Precision@k = |relevant items in top k| / k

Recall@k: Of all relevant items, how many appear in the top k?

Recall@k = |relevant items in top k| / |total relevant items|

Mean Reciprocal Rank (MRR)

For queries where there's one "correct" answer: What's the rank of the first correct result?

MRR = (1/Q) * sum_{q=1}^{Q} 1/rank_q

Example: If the correct results appear at positions [3, 1, 5] for three queries: MRR = (1/3 + 1/1 + 1/5) / 3 = 0.51

Use when: There's a single correct answer (question answering, entity resolution, "I'm feeling lucky" search).

Mean Average Precision (MAP)

For queries with multiple relevant results: Compute precision at every relevant position, average.

AP(q) = (1/R_q) * sum_{k=1}^{n} Precision@k * rel(k)
MAP = (1/Q) * sum_{q=1}^{Q} AP(q)

where rel(k) = 1 if item at position k is relevant, 0 otherwise, and R_q is the total number of relevant documents for query q.

Example: Query with 3 relevant docs. Ranked list: [R, N, R, N, R]

Precision@1 = 1/1 (relevant) -> counted
Position 2: not relevant -> skip
Precision@3 = 2/3 (relevant) -> counted
Position 4: not relevant -> skip
Precision@5 = 3/5 (relevant) -> counted
AP = (1.0 + 0.667 + 0.6) / 3 = 0.756

Normalized Discounted Cumulative Gain (NDCG)

The gold standard for ranking metrics. Unlike MAP (which uses binary relevance), NDCG handles graded relevance (e.g., "highly relevant" = 3, "somewhat relevant" = 1, "not relevant" = 0).

DCG@k = sum_{i=1}^{k} (2^{rel_i} - 1) / log2(i + 1)
NDCG@k = DCG@k / IDCG@k

where IDCG is the DCG of the ideal (perfectly sorted) ranking.

Key properties:

Ranges from 0 to 1 (normalized)
Position-weighted: top positions matter exponentially more
Handles graded relevance (not just binary)
The log discount means: position 1 is twice as valuable as position 2, which is 1.7x position 3

60-Second Answer

"NDCG measures how well a ranking system orders results by relevance, accounting for position bias - users look at top results more than bottom ones. It uses graded relevance (not just relevant/irrelevant) and normalizes by the ideal ranking. The formula has two key components: the numerator (2^relevance - 1) rewards highly relevant items exponentially, and the denominator (log2(position + 1)) discounts items at lower positions logarithmically. NDCG = 1 means perfect ranking. I'd use NDCG when relevance is graded (like search with highly/somewhat/not relevant labels) and MAP when relevance is binary."

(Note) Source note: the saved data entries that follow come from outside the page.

use super::*;

use std::future::Future;
use std::pin::Pin;
use std::time::Duration;

use async_trait::async_trait;
use axum::{
    extract::{
        ws::{Message as WsMessage, WebSocket, WebSocketUpgrade},
        State,
    },
    response::IntoResponse,
    routing::{get, post},
    Json, Router,
};
use serde_json::json;
use tokio::net::TcpListener;
use tokio::sync::Notify;

use shared::domain::{ItemId, ItemStatus};
use shared::protocol::InventoryItem;

use crate::channel::NoReconnect;
use crate::snapshot::GraphqlSnapshotSource;
use crate::status::TracingStatusSink;

#[derive(Clone)]
struct Backend {
    snapshot: serde_json::Value,
    frames: Arc<Vec<String>>,
}

async fn graphql(State(backend): State<Backend>) -> Json<serde_json::Value> {
    Json(backend.snapshot.clone())
}

async fn ws(State(backend): State<Backend>, upgrade: WebSocketUpgrade) -> impl IntoResponse {
    upgrade.on_upgrade(move |socket| push_frames(socket, backend))
}

async fn push_frames(mut socket: WebSocket, backend: Backend) {
    for frame in backend.frames.iter() {
        if socket.send(WsMessage::Text(frame.clone())).await.is_err() {
            return;
        }
    }
    // Hold the connection open; the client releases it on teardown.
    while let Some(Ok(_)) = socket.recv().await {}
}

async fn spawn_backend(backend: Backend) -> Url {
    let app = Router::new()
        .route("/api_zoho/graphql/", post(graphql))
        .route("/ws/inventory_items/", get(ws))
        .with_state(backend);
    let listener = TcpListener::bind("127.0.0.1:0").await.unwrap();
    let addr = listener.local_addr().unwrap();
    tokio::spawn(async move {
        axum::serve(listener, app).await.unwrap();
    });
    Url::parse(&format!("http://{addr}")).unwrap()
}

#[derive(Default)]
struct RecordingSink {
    successes: std::sync::Mutex<Vec<String>>,
}

impl StatusSink for RecordingSink {
    fn loading(&self, _active: bool) {}

    fn notify_success(&self, message: &str) {
        self.successes.lock().unwrap().push(message.to_string());
    }

    fn notify_error(&self, _message: &str) {}
}

struct FixedSource {
    rows: Vec<InventoryItem>,
}

#[async_trait]
impl SnapshotSource<InventoryItem> for FixedSource {
    async fn fetch(&self, _query: &SnapshotQuery) -> Result<Vec<InventoryItem>, SyncError> {
        Ok(self.rows.clone())
    }
}

struct GatedSource {
    release: Arc<Notify>,
    rows: Vec<InventoryItem>,
}

#[async_trait]
impl SnapshotSource<InventoryItem> for GatedSource {
    async fn fetch(&self, _query: &SnapshotQuery) -> Result<Vec<InventoryItem>, SyncError> {
        self.release.notified().await;
        Ok(self.rows.clone())
    }
}

fn item(id: i64, name: &str, status: ItemStatus, stock: i64) -> InventoryItem {
    InventoryItem {
        item_id: ItemId(id),
        sku: format!("SKU-{id}"),
        name: name.into(),
        status,
        stock_on_hand: stock,
    }
}

fn item_json(id: i64, name: &str, status: &str, stock: i64) -> serde_json::Value {
    json!({
        "itemId": id,
        "sku": format!("SKU-{id}"),
        "name": name,
        "status": status,
        "stockOnHand": stock,
    })
}

fn frame(kind: &str, item: serde_json::Value) -> String {
    json!({"type": kind, "item": item}).to_string()
}

fn options(server: Url) -> SessionOptions {
    SessionOptions::new(
        Resource::InventoryItems,
        server,
        SortState::ascending("name"),
    )
}

fn open_fixed(
    server: Url,
    rows: Vec<InventoryItem>,
    sink: Arc<RecordingSink>,
) -> Arc<TableSession<InventoryItem>> {
    TableSession::open(
        options(server),
        Arc::new(FixedSource { rows }),
        sink,
        Arc::new(NoReconnect),
    )
    .unwrap()
}

/// Polls until the condition holds; panics after five seconds.
async fn eventually<'a, F>(what: &str, mut check: F)
where
    F: FnMut() -> Pin<Box<dyn Future<Output = bool> + 'a>>,
{
    let deadline = tokio::time::Instant::now() + Duration::from_secs(5);
    loop {
        if check().await {
            return;
        }
        assert!(
            tokio::time::Instant::now() < deadline,
            "timed out waiting for: {what}"
        );
        tokio::time::sleep(Duration::from_millis(10)).await;
    }
}

/// An unreachable server: the channel fails fast and stays down, which is
/// enough for tests that only exercise local behaviour.
fn unreachable_server() -> Url {
    Url::parse("http://127.0.0.1:1").unwrap()
}

#[tokio::test]
async fn merges_snapshot_and_push_updates_end_to_end() {
    let server = spawn_backend(Backend {
        snapshot: json!({"data": {"allZohoInventoryItems": [
            item_json(1, "Widget", "active", 4),
            item_json(2, "Gadget", "inactive", 9),
        ]}}),
        frames: Arc::new(vec![
            frame("updated", item_json(2, "Gadget", "active", 99)),
            frame("created", item_json(3, "Sprocket", "active", 1)),
        ]),
    })
    .await;

    let sink = Arc::new(RecordingSink::default());
    let session = TableSession::<InventoryItem>::open(
        options(server.clone()),
        Arc::new(GraphqlSnapshotSource::new(&server, Resource::InventoryItems)),
        Arc::clone(&sink) as Arc<dyn StatusSink>,
        Arc::new(NoReconnect),
    )
    .unwrap();

    eventually("snapshot and push events merged", || {
        let session = Arc::clone(&session);
        Box::pin(async move {
            let rows = session.rows().await;
            rows.len() == 3
                && rows
                    .iter()
                    .any(|row| row.item_id == ItemId(2) && row.stock_on_hand == 99)
        })
    })
    .await;
    assert_eq!(session.load_state().await, LoadState::Ready);

    let mut events = session.events();
    session.delete_one(&ItemId(1)).await;
    assert_eq!(session.rows().await.len(), 2);
    assert_eq!(
        sink.successes.lock().unwrap().as_slice(),
        ["Delete success!"]
    );

    // The delete is observable through the event stream as well.
    let received = tokio::time::timeout(Duration::from_secs(5), async {
        loop {
            match events.recv().await {
                Ok(TableEvent::Changed) => break true,
                Ok(_) => continue,
                Err(_) => break false,
            }
        }
    })
    .await
    .unwrap();
    assert!(received);

    session.close().await;
    assert_eq!(session.channel_state().await, ChannelState::Closed);
}

#[tokio::test]
async fn snapshot_failure_is_a_blocking_error() {
    let server = spawn_backend(Backend {
        snapshot: json!({"data": {}}),
        frames: Arc::new(Vec::new()),
    })
    .await;

    let session = TableSession::<InventoryItem>::open(
        options(server.clone()),
        Arc::new(GraphqlSnapshotSource::new(&server, Resource::InventoryItems)),
        Arc::new(TracingStatusSink),
        Arc::new(NoReconnect),
    )
    .unwrap();

    eventually("load failure surfaced", || {
        let session = Arc::clone(&session);
        Box::pin(async move { matches!(session.load_state().await, LoadState::Failed(_)) })
    })
    .await;
    assert!(session.rows().await.is_empty());
}

#[tokio::test]
async fn push_arriving_before_the_snapshot_survives_the_merge() {
    let server = spawn_backend(Backend {
        snapshot: json!({"data": {"allZohoInventoryItems": []}}),
        frames: Arc::new(vec![
            frame("updated", item_json(2, "Gadget", "active", 99)),
            frame("created", item_json(9, "Flange", "active", 2)),
        ]),
    })
    .await;

    let release = Arc::new(Notify::new());
    let session: Arc<TableSession<InventoryItem>> = TableSession::open(
        options(server),
        Arc::new(GatedSource {
            release: Arc::clone(&release),
            rows: vec![
                item(1, "Widget", ItemStatus::Active, 4),
                item(2, "Gadget", ItemStatus::Inactive, 9),
                item(3, "Sprocket", ItemStatus::Active, 1),
            ],
        }),
        Arc::new(TracingStatusSink),
        Arc::new(NoReconnect),
    )
    .unwrap();

    eventually("push events applied while the snapshot is in flight", || {
        let session = Arc::clone(&session);
        Box::pin(async move { session.rows().await.len() == 2 })
    })
    .await;
    assert_eq!(session.load_state().await, LoadState::Loading);

    release.notify_one();
    eventually("snapshot resolved", || {
        let session = Arc::clone(&session);
        Box::pin(async move { session.load_state().await == LoadState::Ready })
    })
    .await;

    let keys: Vec<i64> = session.rows().await.iter().map(|row| row.item_id.0).collect();
    // Push-derived rows stay in front with their newer values; the snapshot
    // only fills in the keys it alone knows about.
    assert_eq!(keys, vec![9, 2, 1, 3]);
    let rows = session.rows().await;
    let gadget = rows.iter().find(|row| row.item_id == ItemId(2)).unwrap();
    assert_eq!(gadget.stock_on_hand, 99);
    assert_eq!(gadget.status, ItemStatus::Active);
}

#[tokio::test]
async fn stale_snapshot_resolving_after_close_is_ignored() {
    let server = spawn_backend(Backend {
        snapshot: json!({"data": {"allZohoInventoryItems": []}}),
        frames: Arc::new(Vec::new()),
    })
    .await;

    let release = Arc::new(Notify::new());
    let session: Arc<TableSession<InventoryItem>> = TableSession::open(
        options(server),
        Arc::new(GatedSource {
            release: Arc::clone(&release),
            rows: vec![item(1, "Widget", ItemStatus::Active, 4)],
        }),
        Arc::new(TracingStatusSink),
        Arc::new(NoReconnect),
    )
    .unwrap();

    session.close().await;
    release.notify_one();
    tokio::time::sleep(Duration::from_millis(100)).await;

    assert!(session.rows().await.is_empty());
    assert_ne!(session.load_state().await, LoadState::Ready);
}

#[tokio::test]
async fn deleting_the_only_row_of_the_last_page_steps_back() {
    let sink = Arc::new(RecordingSink::default());
    let session = open_fixed(
        unreachable_server(),
        vec![
            item(1, "Alpha", ItemStatus::Active, 1),
            item(2, "Beta", ItemStatus::Active, 2),
            item(3, "Gamma", ItemStatus::Active, 3),
        ],
        Arc::clone(&sink),
    );

    eventually("baseline loaded", || {
        let session = Arc::clone(&session);
        Box::pin(async move { session.load_state().await == LoadState::Ready })
    })
    .await;

    session.set_rows_per_page(2).await;
    session.set_page(1).await;
    let view = session.view().await;
    assert_eq!(view.rows.len(), 1);
    assert_eq!(view.rows[0].item_id, ItemId(3));

    session.delete_one(&ItemId(3)).await;
    assert_eq!(session.page_state().await.page, 0);
    assert_eq!(session.view().await.rows.len(), 2);
}

#[tokio::test]
async fn select_all_then_filter_prunes_the_selection() {
    let session = open_fixed(
        unreachable_server(),
        vec![
            item(1, "Widget", ItemStatus::Active, 1),
            item(2, "Gadget", ItemStatus::Inactive, 2),
            item(3, "Widget Pro", ItemStatus::Active, 3),
        ],
        Arc::new(RecordingSink::default()),
    );

    eventually("baseline loaded", || {
        let session = Arc::clone(&session);
        Box::pin(async move { session.load_state().await == LoadState::Ready })
    })
    .await;

    session.select_all(true).await;
    assert_eq!(session.selected_keys().await.len(), 3);

    session
        .set_status(StatusFilter::Only("active".into()))
        .await;
    let selected = session.selected_keys().await;
    assert_eq!(selected.len(), 2);
    assert!(!selected.contains(&ItemId(2)));
}

#[tokio::test]
async fn bulk_delete_clears_the_table_and_returns_to_the_first_page() {
    let sink = Arc::new(RecordingSink::default());
    let session = open_fixed(
        unreachable_server(),
        (1..=5)
            .map(|id| item(id, &format!("Item {id}"), ItemStatus::Active, id))
            .collect(),
        Arc::clone(&sink),
    );

    eventually("baseline loaded", || {
        let session = Arc::clone(&session);
        Box::pin(async move { session.load_state().await == LoadState::Ready })
    })
    .await;

    session.set_rows_per_page(2).await;
    session.set_page(2).await;
    session.select_all(true).await;
    session.delete_selected().await;

    let view = session.view().await;
    assert!(view.rows.is_empty());
    assert!(view.not_found);
    assert_eq!(session.page_state().await.page, 0);
    assert_eq!(
        sink.successes.lock().unwrap().as_slice(),
        ["Delete success!"]
    );
}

Ranking Metrics Comparison

Metric	Relevance Type	Position-Weighted	Use Case
Precision@k	Binary	Equal weight for top k	"How good is page 1?"
Recall@k	Binary	No	"Did we find everything?"
MRR	Binary (single answer)	First correct only	QA, entity search
MAP	Binary (multiple answers)	Yes (precision at each relevant position)	Document retrieval
NDCG@k	Graded (multi-level)	Yes (log discount)	Search ranking, recommendations

Ranking Metric Selection

Part 4 - Generation and NLP Metrics

Perplexity

The standard metric for language models. Measures how "surprised" the model is by the test data.

PPL = exp(-(1/N) * sum_{i=1}^{N} log p(w_i | w_1, ..., w_{i-1}))

Equivalent to the exponential of the average cross-entropy loss.

Interpretation:

PPL = 10 means the model is as "confused" as if it had to choose uniformly among 10 options at each step
Lower is better
GPT-2: ~35 PPL on WikiText-103. GPT-3: ~20. GPT-4: not disclosed but estimated < 10.

Limitations:

Only comparable across models using the same tokenizer and vocabulary
Doesn't measure factual accuracy, coherence, or usefulness
A model can have low perplexity but generate repetitive, boring text

BLEU (Bilingual Evaluation Understudy)

Measures n-gram overlap between generated text and reference translations. Originally designed for machine translation.

BLEU = BP * exp(sum_{n=1}^{4} w_n * log(precision_n))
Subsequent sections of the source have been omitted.